The Dice Latte’s game selection is vast enough to keep most gamers happy, whether they are casual or dedicated. The most popular title in the cafe is Rumi Cube.  He owns several copies and they are often all out on the tables at once. The second most popular game is Clue.

“We have about 230 games here,” says Croner. “On slow nights they [the staff] learn the different games; that way if someone comes in and doesn’t know how to play something, we can help them out.”

On a busy Saturday, his staff is bouncing back and forth from tables with game help and coffee. The Dice Latte serves a range of cafe favorites as well as pastries.  His most popular food item is the rum cake, but his Nutella cheese cake is incredible.  Croner has used his previous experiences of cooking for restaurants in the US while working his way through college to serve up game friendly, nostalgia fueled comfort foods like lasagna and chili on the weekends. “I make the pasta from scratch,” he says with obvious pride.

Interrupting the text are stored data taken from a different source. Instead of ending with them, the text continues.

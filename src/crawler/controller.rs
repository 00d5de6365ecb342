//! Crawl lifecycle
//!
//! The controller owns the run: it validates inputs, opens the writer,
//! seeds the frontier, spawns the worker pool, and watches for one of the
//! three stop conditions (frontier idle, page limit reached, external
//! shutdown). Stopping always drains: the cancel signal goes out, workers
//! finish or drop their current task, the writer flushes, and only then
//! does the run report Stopped.

use crate::config::CrawlConfig;
use crate::crawler::fetcher::build_http_client;
use crate::crawler::worker::{run_worker, WorkerContext};
use crate::frontier::Frontier;
use crate::output::{resolve_destination, scan_completed, spawn_writer};
use crate::politeness::PolitenessGate;
use crate::state::CrawlState;
use crate::url::canonicalize;
use crate::{CrawlError, Result};
use std::future::Future;
use std::path::{Path, PathBuf};
use std::sync::Arc;
use std::time::{Duration, Instant};
use tokio::sync::watch;
use url::Url;

/// How often the controller re-evaluates the stop conditions
const MONITOR_INTERVAL: Duration = Duration::from_millis(50);

/// Lifecycle phase of a crawl run
#[derive(Debug, Clone, Copy, PartialEq, Eq)]
pub enum ControllerState {
    /// Validating inputs and opening the destination
    Starting,
    /// Workers are fetching
    Running,
    /// Stop condition met; cancel sent, waiting for workers and writer
    Draining,
    /// Clean exit; the destination holds every written record
    Stopped,
    /// Startup failed before any worker ran
    Failed,
}

/// Final accounting for a completed crawl
#[derive(Debug, Clone)]
pub struct CrawlSummary {
    /// Records written, successes and failures combined
    pub pages: u64,
    /// Records with Failed status
    pub failures: u64,
    /// Distinct canonical URLs discovered (visited or still queued)
    pub discovered: u64,
    /// Wall-clock duration of the run
    pub duration: Duration,
    /// Why the crawl stopped
    pub stop_reason: StopReason,
}

/// Which stop condition ended the run
#[derive(Debug, Clone, Copy, PartialEq, Eq)]
pub enum StopReason {
    /// Frontier empty with no task in flight
    Exhausted,
    /// Page-record limit reached
    PageLimit,
    /// External shutdown signal
    Interrupted,
}

impl std::fmt::Display for StopReason {
    fn fmt(&self, f: &mut std::fmt::Formatter<'_>) -> std::fmt::Result {
        match self {
            StopReason::Exhausted => write!(f, "frontier exhausted"),
            StopReason::PageLimit => write!(f, "page limit reached"),
            StopReason::Interrupted => write!(f, "interrupted"),
        }
    }
}

/// Orchestrates one crawl run from seed to summary
pub struct Controller {
    config: Arc<CrawlConfig>,
    seed: Url,
    records_path: PathBuf,
    resume: bool,
    state: ControllerState,
    /// Shared handles retained for the final summary
    crawl_parts: Option<(Arc<Frontier>, Arc<CrawlState>)>,
}

impl Controller {
    /// Validates the seed and destination and prepares a run.
    ///
    /// # Arguments
    ///
    /// * `seed` - Starting URL; must be absolute http/https
    /// * `dest` - Records file or directory to write into
    /// * `config` - Crawl configuration, already validated
    /// * `resume` - Skip URLs already recorded at the destination
    pub fn new(seed: &str, dest: &Path, config: CrawlConfig, resume: bool) -> Result<Self> {
        let seed = canonicalize(seed).map_err(|source| CrawlError::InvalidSeed {
            url: seed.to_string(),
            source,
        })?;
        let records_path = resolve_destination(dest)?;

        Ok(Self {
            config: Arc::new(config),
            seed,
            records_path,
            resume,
            state: ControllerState::Starting,
            crawl_parts: None,
        })
    }

    pub fn state(&self) -> ControllerState {
        self.state
    }

    /// Runs the crawl to completion.
    ///
    /// `shutdown` is an external stop signal (typically Ctrl-C); when it
    /// resolves the crawl drains and exits cleanly. Pass a future that
    /// never resolves to run unattended.
    pub async fn run<F>(&mut self, shutdown: F) -> Result<CrawlSummary>
    where
        F: Future<Output = ()>,
    {
        let started = Instant::now();

        let setup = self.start_up().await;
        let (ctx, writer_handle) = match setup {
            Ok(parts) => parts,
            Err(e) => {
                self.state = ControllerState::Failed;
                return Err(e);
            }
        };

        self.state = ControllerState::Running;
        tracing::info!(
            "Crawl started from {} with {} workers (max depth {}, max pages {})",
            self.seed,
            self.config.pool.workers,
            self.config.limits.max_depth,
            self.config.limits.max_pages
        );

        let (cancel_tx, cancel_rx) = watch::channel(false);
        let mut workers = Vec::with_capacity(self.config.pool.workers);
        for id in 0..self.config.pool.workers {
            workers.push(tokio::spawn(run_worker(id, ctx.clone(), cancel_rx.clone())));
        }

        let stop_reason = self.monitor(&ctx, shutdown).await;

        self.state = ControllerState::Draining;
        tracing::info!("Draining: {}", stop_reason);
        let _ = cancel_tx.send(true);

        let mut worker_panic = None;
        for worker in workers {
            if let Err(e) = worker.await {
                if e.is_panic() {
                    worker_panic = Some(CrawlError::WorkerPanic(e.to_string()));
                }
            }
        }

        // Dropping the last writer handle closes the channel; the writer
        // task drains what remains and flushes
        drop(ctx);
        let written = writer_handle
            .await
            .map_err(|e| CrawlError::WorkerPanic(e.to_string()))??;

        if let Some(panic) = worker_panic {
            self.state = ControllerState::Failed;
            return Err(panic);
        }

        self.state = ControllerState::Stopped;

        let summary = CrawlSummary {
            pages: written,
            failures: self.failures_hint(),
            discovered: self.discovered_hint(),
            duration: started.elapsed(),
            stop_reason,
        };
        tracing::info!(
            "Crawl stopped ({}): {} pages in {:.1}s, {} failures",
            summary.stop_reason,
            summary.pages,
            summary.duration.as_secs_f64(),
            summary.failures
        );
        Ok(summary)
    }

    /// Opens the writer, runs the optional resume scan, and seeds the
    /// frontier
    async fn start_up(
        &mut self,
    ) -> Result<(
        WorkerContext,
        tokio::task::JoinHandle<std::io::Result<u64>>,
    )> {
        let client = build_http_client(&self.config.http, &self.config.limits)?;
        let gate = PolitenessGate::new(
            client.clone(),
            self.config.politeness.clone(),
            self.config.http.user_agent.clone(),
        );
        let frontier = Arc::new(Frontier::new());
        let state = Arc::new(CrawlState::new());

        if self.resume {
            let completed = scan_completed(&self.records_path)?;
            for url in &completed {
                frontier.mark_visited(url);
            }
        }

        let (writer, writer_handle) = spawn_writer(self.records_path.clone()).await?;

        if !frontier.enqueue(self.seed.clone(), 0, None) {
            tracing::info!("Seed {} already recorded at destination", self.seed);
        }

        let ctx = WorkerContext {
            config: Arc::clone(&self.config),
            client,
            frontier,
            gate: Arc::new(gate),
            state,
            writer,
        };
        self.crawl_parts = Some((Arc::clone(&ctx.frontier), Arc::clone(&ctx.state)));

        Ok((ctx, writer_handle))
    }

    /// Blocks until a stop condition is met
    async fn monitor<F>(&self, ctx: &WorkerContext, shutdown: F) -> StopReason
    where
        F: Future<Output = ()>,
    {
        tokio::pin!(shutdown);
        let mut ticker = tokio::time::interval(MONITOR_INTERVAL);

        loop {
            tokio::select! {
                _ = &mut shutdown => return StopReason::Interrupted,
                _ = ticker.tick() => {
                    if ctx.state.recorded() >= self.config.limits.max_pages {
                        return StopReason::PageLimit;
                    }
                    if ctx.frontier.is_idle() {
                        return StopReason::Exhausted;
                    }
                }
            }
        }
    }

    fn failures_hint(&self) -> u64 {
        self.crawl_parts
            .as_ref()
            .map(|(_, state)| state.failed())
            .unwrap_or(0)
    }

    fn discovered_hint(&self) -> u64 {
        self.crawl_parts
            .as_ref()
            .map(|(frontier, _)| frontier.known() as u64)
            .unwrap_or(0)
    }
}

/// Runs a crawl unattended: no external shutdown signal.
///
/// The run ends when the frontier is exhausted or the page limit is hit.
pub async fn run_crawl(
    seed: &str,
    dest: &Path,
    config: CrawlConfig,
    resume: bool,
) -> Result<CrawlSummary> {
    let mut controller = Controller::new(seed, dest, config, resume)?;
    controller.run(std::future::pending()).await
}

Customer Piotr Konieczny PhD, a professor at Hanyang University’s Department of Information Sociology, remarks on the café’s unique features. “There are dozens of gaming cafes in Korea,” says the professor, “but The Dice Latte is the first gaming place run by an expat, so it is unique because it is easy for us expats to talk to him.”  Konieczny is in between games.  He is a frequent customer and can be found at The Dice Latte on most Saturdays.  He is with a group of fellow game enthusiasts that are about to play an involved-looking game with colorful miniatures. He is also, conveniently enough, writing an article about the sociology of gaming.

“I think places [like The Dice Latte] allow the gamers to ‘come out’, admit they are geeks, and enjoy gaming face-to-face, not just online,” he says.  He adds that there is a comfort in places like The Dice Latte that is simply inviting to the expat living so far from home.

“The Dice Latte is the first [gaming location] in Korea where I feel back home,” he says, “where I can chat to the shop owner about games and stuff.”

When Croner finally sits down in the middle of that Saturday rush, he is obviously pleased. The weather in Seoul had finally turned wintery, adding that little something to the café that tends to keep folks in the warmth of home.  It is a measure of success that there is not an empty table in the house.  In fact, some tables have had to be moved to accommodate a large group of Koreans that have just walked in.

“It is a lot of work,” admits Croner. “There’s the food and drink and keeping up on the games but it is enjoyable.”

“My original concept was a lot simpler,” he says. “My wife jumped in and made it a lot bigger than I expected.”

Starting a business in Korea is difficult, but Croner considers himself lucky that he didn’t encounter any serious roadblocks. He found the community to be supportive.  “A lot of people really want you to do well,” says Croner.  “Even the contractors want you to be happy. I was really lucky that way because this is something you really can’t do by yourself. Everyone comes here to have a good time.  There aren’t a lot of bad days because we are surrounded by happy people.”

Time:  Tues – Fri 1pm – 11pm / Sat-Sun 11am – 11pm (Closed Mondays)

Contact info:   /

Transport: Line 1 or the Jungang line to Hoegi Station (Line 1, Exit 2)

Turn left and walk to the major intersection. The entrance is under the yellow “New Bee” sign on the other side of the crosswalk.